Wednesday, January 16, 2008

Winding Up

Would you believe I’m still not feeling well? (As in having occasional attacks where I seem to be trying to cough my lungs up.) I finally went to the doctor and she said bronchitis and gave me prescriptions for an antibiotic and some cough syrup with codeine in it. Ahhhhh, codeine! But it makes me sleep, and that's why this post is getting up later than usual. Plus, I'm not going to water aerobics until this runs its course.

I am on the final scene of Thai Die. If the climatic scene reads like a fever dream, that’s because I wrote it while under the influence of several cold medications. Actually, it may have improved the writing. I was once in the presence of a bad man wielding a handgun, and perceptions alter when danger is that proximate. Images sharpen, but it’s in a kind of tunnel vision. Time slows down but it’s hard to make a decision: run or stay? Talk or scream or sit silent? I conclude that these decisions should be made ahead of time. I have been much intrigued by the new instructions for what to do when accosted by a man with a gun: run! Most people are terrible shots at distances greater than a few yards, especially when the target is moving; and by the time he reacts to your running, you’re farther away than that. And chances are, even if he shoots and hits you, it won’t be fatal. Whereas if you go with him, you almost certainly will end up dead. Same with carjacking. Keep your doors locked and if someone comes up and shows you a gun, drive off. He very likely won’t shoot – he’s after the car, not out to kill someone – and, if you do go along, he’ll make you empty your bank accounts for him. But remember, your doors have to be locked for this to work.

Tomorrow we close on the sale of our old townhouse. It took nearly six months to sell, an indication of the slump in the housing market in the Twin Cities. But sell it did, after we cut the price – twice – and now we can pay off the “bridge loan” we took out when we found ourselves obliged to pay for our new co-op apartment while still the owners of a very nice three-bedroom townhome with a tuck-under garage and functional fireplace.
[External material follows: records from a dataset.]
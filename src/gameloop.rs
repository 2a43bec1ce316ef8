//! Main game loop facade - owns the grid, the player and the renderers,
//! and wires them into the window wrapper.

use crate::*;
use sdl2::event::Event;
use sdl2::keyboard::Keycode;

// keeps the wall color from replaying the carving draws of the same seed
const WALL_COLOR_STREAM: u64 = 0x9E37_79B9_7F4A_7C15;

pub struct GameLoop {
    scrbuf: ScreenBuffer,
    projection: Projection,
    grid: Grid,
    player: Player,
    renderer: ThreeDRenderer,
    minimap: MinimapRenderer,
    inputs: InputManager,
    show_minimap: bool,
}

impl GameLoop {
    pub fn new(cfg: &GameConfig) -> Result<Self, String> {
        let grid = Grid::generate(cfg.maze_width, cfg.maze_height, cfg.seed).map_err(|e| e.to_string())?;

        // one random base wall color per session, in the bright range
        let rng = fastrand::Rng::with_seed(cfg.seed ^ WALL_COLOR_STREAM);
        let base_color = RGB::from(rng.u8(120..=255), rng.u8(120..=255), rng.u8(120..=255));

        Ok(Self {
            scrbuf: ScreenBuffer::new(cfg.scr_width, cfg.scr_height),
            projection: Projection::new(cfg),
            grid,
            player: Player::new(cfg.cell_size),
            renderer: ThreeDRenderer::new(base_color),
            minimap: MinimapRenderer::new(cfg.map_scale, cfg.cell_size),
            inputs: InputManager::new(),
            show_minimap: false,
        })
    }
}

impl GraphicsLoop for GameLoop {
    fn handle_event(&mut self, event: &Event) -> bool {
        self.inputs.handle_event(event);
        // quick exit via Esc
        !self.inputs.consume_key(Keycode::Escape)
    }

    fn update_state(&mut self, elapsed_time: f64) -> bool {
        if self.inputs.consume_key(Keycode::M) {
            self.show_minimap = !self.show_minimap;
        }

        self.player.handle_inputs(&mut self.inputs, &self.grid, elapsed_time);

        self.renderer.paint(&self.grid, &self.projection, &self.player, &mut self.scrbuf);
        if self.show_minimap {
            self.minimap.paint(&self.grid, &self.player, &mut self.scrbuf);
        }
        true
    }

    fn paint(&self, painter: &mut dyn Painter) {
        self.scrbuf.paint(painter);
    }
}
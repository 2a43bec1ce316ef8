//! Startup configuration and the projection constants derived from it.

use std::f64::consts::PI;

/// All the knobs, fixed at startup.
pub struct GameConfig {
    pub scr_width: i32,
    pub scr_height: i32,
    pub target_fps: u32,
    pub maze_width: usize,
    pub maze_height: usize,
    /// Size of one maze cell, in world units.
    pub cell_size: f64,
    /// Horizontal field of view, in radians.
    pub fov: f64,
    /// Number of rays = number of wall columns per frame.
    pub num_rays: usize,
    /// Minimap size, relative to the world (0.25 => 16 px per 64-unit cell).
    pub map_scale: f64,
    /// Seed for maze carving and wall color. Same seed => same run.
    pub seed: u64,
}

impl GameConfig {
    pub fn new(seed: u64) -> Self {
        Self {
            scr_width: 1024,
            scr_height: 768,
            target_fps: 60,
            maze_width: 47,
            maze_height: 47,
            cell_size: 64.0,
            fov: PI / 3.0,
            num_rays: 400,
            map_scale: 0.25,
            seed,
        }
    }
}

/// Projection constants, computed once from the config and read-only afterwards.
pub struct Projection {
    /// Angle between two consecutive rays.
    pub delta_angle: f64,
    /// Distance from the eye to the projection plane, in columns.
    pub dist: f64,
    /// Numerator of the wall height formula.
    pub proj_coeff: f64,
    /// Horizontal screen pixels covered by one ray.
    pub column_scale: f64,
    /// Rays are abandoned beyond this raw depth.
    pub max_depth: f64,
    pub fov: f64,
    pub num_rays: usize,
    pub cell_size: f64,
}

impl Projection {
    pub fn new(cfg: &GameConfig) -> Self {
        let dist = (cfg.num_rays as f64) / (2.0 * (cfg.fov / 2.0).tan());
        Self {
            delta_angle: cfg.fov / (cfg.num_rays as f64),
            dist,
            proj_coeff: 3.0 * dist * cfg.cell_size,
            column_scale: (cfg.scr_width as f64) / (cfg.num_rays as f64),
            max_depth: (cfg.maze_width as f64) * cfg.cell_size,
            fov: cfg.fov,
            num_rays: cfg.num_rays,
            cell_size: cfg.cell_size,
        }
    }
}

#[cfg(test)]
mod tests {
    use super::*;

    #[test]
    fn projection_constants() {
        let cfg = GameConfig::new(0);
        let proj = Projection::new(&cfg);
        // 400 rays over 60 degrees
        assert!((proj.delta_angle - PI / 3.0 / 400.0).abs() < 1e-12);
        // dist = NUM_RAYS / (2 * tan(FOV/2)) = 400 / (2 * tan(30 deg))
        let expected_dist = 400.0 / (2.0 * (PI / 6.0).tan());
        assert!((proj.dist - expected_dist).abs() < 1e-9);
        assert!((proj.proj_coeff - 3.0 * expected_dist * 64.0).abs() < 1e-6);
        assert!((proj.column_scale - 2.56).abs() < 1e-12);
        assert!((proj.max_depth - 47.0 * 64.0).abs() < 1e-12);
    }
}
I like our new place very much, but it’s smaller than the old place. Which is good as far as house keeping goes – I can mop the smaller bathroom floor in half a minute. And it’s all on one level, for which my knees are very grateful. But when I set out my Fontanini Christmas pieces, I discovered that I have too many of them for the new place. I’m not sure what that means, whether I’ll set out some one year and others another. Or if I’ll have to sell some of them. We’ll see. Right now they’re all back in the cabinet allotted to them, so the problem doesn’t have to be addressed until December.

There’s one resolution I should have made for the New Year but didn’t – but there’s no reason I can’t make it now, is there? To become more organized. For me, that means getting rid of stuff. My office is already silting up, and I’ve decided I really don’t like that. It didn’t use to bother me, but now it does. I get impatient with the clutter, especially when I look at my spouse’s vast, clean space. So I resolve to do something about it.

Life will be better when that’s accomplished. And, already, life is good.


Anonymous said...

Interesting observation about running from a gun. We've been brainwashed by television and movies to think that the guy in the white hat can shoot the gun out of a baddie's hand a football field away. I've taken part in a couple of gun days and the instructors say that even trained professionals miss at any real distance.

And your tunnel-vision comment is great. But did you find yourself listening to a little voice in your head providing a running commentary? Like, "wow, I always wondered what this situation would be like. What was it I was supposed to do?"

Monica Ferris said...

It's interesting you asking about that "little voice" with the "running commentary," because very usually I do. When Al had an attack of tachychardia (sp?) part of me was in a panic but part of me was taking notes -- I can even remember what was showing on the tv set in the hospital waiting room! But in this case, my brain went on hiatus, I was just sort of floating. I think that's what happens to some people about to die, so they are relieved of stress. The fight is over, they have lost, they accept the end. It's not the same as being calm, it's beyond that. More like numb. I actually don't remember parts of it -- like how it ended. I think the man just went away. Unreal.

Camille Minichino said...

I think spouses match up according to clutter or clean space, with most couples having one of each.
I sometimes long for the open spaces and neat piles of my husband's office. I'll tackle mine and it will last for all of a half day, then there will be no clear horizontal surface again, as he likes to say.

Kathryn Lilley said...

I like the advice of running away from the gun--I've always thought that's what I'd be tempted to do--but you never know until you're confronted with the reality!

Monica Ferris said...

Camille, that's amazing! Exactly what my spouse says, that I cannot stand to have a bare horizontal surface. I guess that's what it looks like to the neat ones.